YOUNG: Yeah. And by the way, I mentioned there were some on the Democratic side saying it was too open-ended. How is this vote expected to fall? Is it perfectly along party lines? I'm sure not.
ELVING: No, not this time, not as clean and absolute as the way we've been seeing of late. Some Democrats are very much opposed to the president on this, and some Republicans support a strike, and some would go further, as you were pointing out. So in the Senate, most of the opposition will likely come from Republicans, Libertarians and limited-government conservatives but also from anti-war liberal Democrats who don't see our national security interests really involved here and who fear a wider war as a result.

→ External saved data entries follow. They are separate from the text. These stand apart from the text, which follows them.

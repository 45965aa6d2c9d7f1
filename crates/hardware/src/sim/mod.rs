//! Simulation driver.
//!
//! Provides the [`Simulator`] that replays records against a cache, and
//! [`run`], which performs a complete run from a [`SimConfig`]:
//! validate the configuration, load the trace, build the cache, replay.
//! Any fatal error is raised before the cache is created.

/// Record replay against an owned cache.
pub mod simulator;

pub use simulator::{AccessObserver, RecordOutcome, Simulator};

use crate::common::error::{SimError, SimResult};
use crate::config::SimConfig;
use crate::stats::CacheStats;
use crate::trace::{load_trace, parse_trace};

/// Runs the simulation described by `config` and returns its final statistics.
///
/// When `observer` is given it sees every record and its outcome.
///
/// # Errors
///
/// Returns [`SimError::Configuration`] for an invalid configuration and
/// [`SimError::TraceUnavailable`] if the trace cannot be read. No partial
/// statistics are produced in either case.
pub fn run(config: &SimConfig, observer: Option<&mut dyn AccessObserver>) -> SimResult<CacheStats> {
    config.validate()?;
    let path = config
        .trace
        .as_deref()
        .ok_or_else(|| SimError::config("no trace file (-t) given"))?;
    let text = load_trace(path)?;

    let mut sim = Simulator::new(&config.cache)?;
    let mut records = parse_trace(&text);
    let stats = match observer {
        Some(observer) => sim.replay_with(records.by_ref(), observer),
        None => sim.replay(records.by_ref()),
    };

    tracing::debug!(dropped = records.dropped(), "skipped malformed trace lines");
    tracing::info!(
        hits = stats.hits,
        misses = stats.misses,
        evictions = stats.evictions,
        "simulation complete"
    );
    Ok(stats)
}
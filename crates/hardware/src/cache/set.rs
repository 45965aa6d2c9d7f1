//! Cache set and the age-based LRU replacement engine.
//!
//! A set resolves every access in a single scan over its lines:
//!
//! 1. A valid line holding the tag is a **hit**; its age drops to 0.
//! 2. Otherwise the lowest-index invalid line is **filled**.
//! 3. Otherwise the line with the greatest age is **evicted**. Ties go to the
//!    lowest index, since a later line must be strictly older to displace the
//!    current candidate.
//!
//! Independently of the outcome, every other line that was valid before the
//! access ages by one. The resulting order is exact LRU.
//!
//! # Performance
//!
//! - **Time Complexity:** O(E) per access, where E is the associativity
//! - **Space Complexity:** O(E) per set; no allocation after construction

use super::AccessOutcome;
use super::line::CacheLine;

/// A fixed-size group of `E` lines sharing one set index.
#[derive(Clone, Debug, PartialEq, Eq)]
pub struct CacheSet {
    lines: Box<[CacheLine]>,
}

impl CacheSet {
    /// Creates a set of `ways` invalid lines.
    ///
    /// Callers guarantee `ways >= 1`; see [`crate::config::CacheConfig::check_geometry`].
    pub(crate) fn new(ways: usize) -> Self {
        Self {
            lines: vec![CacheLine::default(); ways].into_boxed_slice(),
        }
    }

    /// Number of lines in the set.
    pub fn ways(&self) -> usize {
        self.lines.len()
    }

    /// Read-only view of the lines, in way order.
    pub fn lines(&self) -> &[CacheLine] {
        &self.lines
    }

    /// Returns true if a valid line holds `tag`. Does not touch recency.
    pub fn contains(&self, tag: u64) -> bool {
        self.lines.iter().any(|line| line.holds(tag))
    }

    /// Returns true if every line is valid.
    pub fn is_full(&self) -> bool {
        self.lines.iter().all(|line| line.valid)
    }

    /// Looks up `tag`, installing it on a miss and updating line ages.
    pub fn access(&mut self, tag: u64) -> AccessOutcome {
        let mut hit = false;
        let mut free = None;
        let mut victim = 0;
        let mut victim_age: Option<u64> = None;

        for (way, line) in self.lines.iter_mut().enumerate() {
            if line.holds(tag) {
                line.age = 0;
                hit = true;
            } else if !line.valid {
                if free.is_none() {
                    free = Some(way);
                }
            } else {
                line.age = line.age.saturating_add(1);
                if victim_age.is_none_or(|oldest| line.age > oldest) {
                    victim = way;
                    victim_age = Some(line.age);
                }
            }
        }

        if hit {
            return AccessOutcome::Hit;
        }

        if let Some(way) = free {
            self.lines[way].install(tag);
            return AccessOutcome::MissFill;
        }

        // No hit and no free line: every line is valid and was aged above,
        // so `victim` names the oldest of them.
        let line = &mut self.lines[victim];
        let evicted_tag = line.tag;
        line.install(tag);
        AccessOutcome::MissEvict { evicted_tag }
    }
}
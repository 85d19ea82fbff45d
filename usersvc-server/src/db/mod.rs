//! Database layer - connection provider, bootstrap, and repositories
//!
//! - Request handlers check connections out of a pool; a checked-out
//!   connection goes back to the pool when dropped, on every exit path
//! - Health checks open a dedicated connection and close it
//! - Each write is a single statement, committed on its own

pub mod migrations;
pub mod pool;
pub mod repos;

pub use pool::{check_connection, create_pool, open_connection};
pub use repos::*;
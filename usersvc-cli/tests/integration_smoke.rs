//! Smoke tests to verify command wiring

use assert_cmd::Command;
use predicates::prelude::*;

fn usersvc() -> Command {
    let mut cmd = Command::cargo_bin("usersvc").unwrap();
    // Keep a stray .env or DB_* variables from leaking in
    cmd.env_clear().current_dir(std::env::temp_dir());
    cmd
}

#[test]
fn test_help_lists_subcommands() {
    usersvc()
        .arg("--help")
        .assert()
        .success()
        .stdout(predicate::str::contains("serve"))
        .stdout(predicate::str::contains("migrate"))
        .stdout(predicate::str::contains("check"));
}

#[test]
fn test_serve_help() {
    usersvc()
        .arg("serve")
        .arg("--help")
        .assert()
        .success()
        .stdout(predicate::str::contains("Address to bind to"))
        .stdout(predicate::str::contains("DB_HOST"));
}

#[test]
fn test_password_value_hidden_in_help() {
    usersvc()
        .env("DB_PASSWORD", "topsecret")
        .arg("serve")
        .arg("--help")
        .assert()
        .success()
        .stdout(predicate::str::contains("topsecret").not());
}

#[test]
fn test_missing_db_settings_fail() {
    usersvc()
        .arg("check")
        .assert()
        .failure()
        .stderr(predicate::str::contains("--db-host"));
}

#[test]
fn test_check_unreachable_database_fails() {
    usersvc()
        .args([
            "check",
            "--db-host",
            "127.0.0.1",
            "--db-user",
            "nobody",
            "--db-password",
            "wrong",
            "--db-name",
            "none",
        ])
        .assert()
        .failure()
        .stderr(predicate::str::contains("Cannot connect to 127.0.0.1/none"));
}
//! Database connectivity check
//!
//! Same round trip as `GET /api/health`, without starting the server.

use anyhow::{Context, Result};
use clap::Parser;

use usersvc_server::db::check_connection;
use usersvc_server::DbConfig;

use super::DbArgs;

/// Arguments for the check command
#[derive(Parser, Debug)]
pub struct CheckArgs {
    #[command(flatten)]
    pub db: DbArgs,
}

/// Open a connection, close it, and report
pub async fn run_check(args: CheckArgs) -> Result<()> {
    let config = DbConfig::from(args.db);

    check_connection(&config.connect_options())
        .await
        .with_context(|| format!("Cannot connect to {}/{}", config.host, config.database))?;

    println!("ok: connected to {}/{}", config.host, config.database);
    Ok(())
}
//! Validation error types

use std::fmt;

/// Validation error for domain models and request input
#[derive(Debug, Clone)]
pub enum ValidationError {
    /// Field is empty when it shouldn't be
    Empty { field: &'static str },

    /// Field exceeds maximum length (in characters)
    TooLong { field: &'static str, max: usize },

    /// Field doesn't parse into the expected shape
    InvalidFormat { field: &'static str, reason: &'static str },

    /// Request body could not be decoded
    Malformed { reason: String },
}

impl fmt::Display for ValidationError {
    fn fmt(&self, f: &mut fmt::Formatter<'_>) -> fmt::Result {
        match self {
            Self::Empty { field } => write!(f, "{} cannot be empty", field),
            Self::TooLong { field, max } => {
                write!(f, "{} exceeds maximum length of {} characters", field, max)
            }
            Self::InvalidFormat { field, reason } => write!(f, "{}: {}", field, reason),
            Self::Malformed { reason } => write!(f, "invalid request body: {}", reason),
        }
    }
}

impl std::error::Error for ValidationError {}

In the House you have Republican leaders saying they'll support the intervention, many of them, on the committee side. And you also have the Democratic speaker, Nancy Pelosi, supporting a limited strike. But you'll see the same sources of opposition we see in the Senate, in the House, just in larger numbers.
YOUNG: And Ron Elving, it's worth reminding younger listeners maybe in particular that this is not historically all that unusual for a president to seek congressional approval.
ELVING: That's right. Back in the World War II era, we actually had declarations of war, and since then Congress has primarily passed resolutions that gave the president open-ended or relatively open-ended authority. That's what we had in Vietnam. It's what we saw in Iraq in the last decade. That's more or less what the president seems to be looking for here in a limited sense.
YOUNG: Yeah, well at least seeking some approval. Ron Elving, NPR senior Washington editor. Ron, thank you.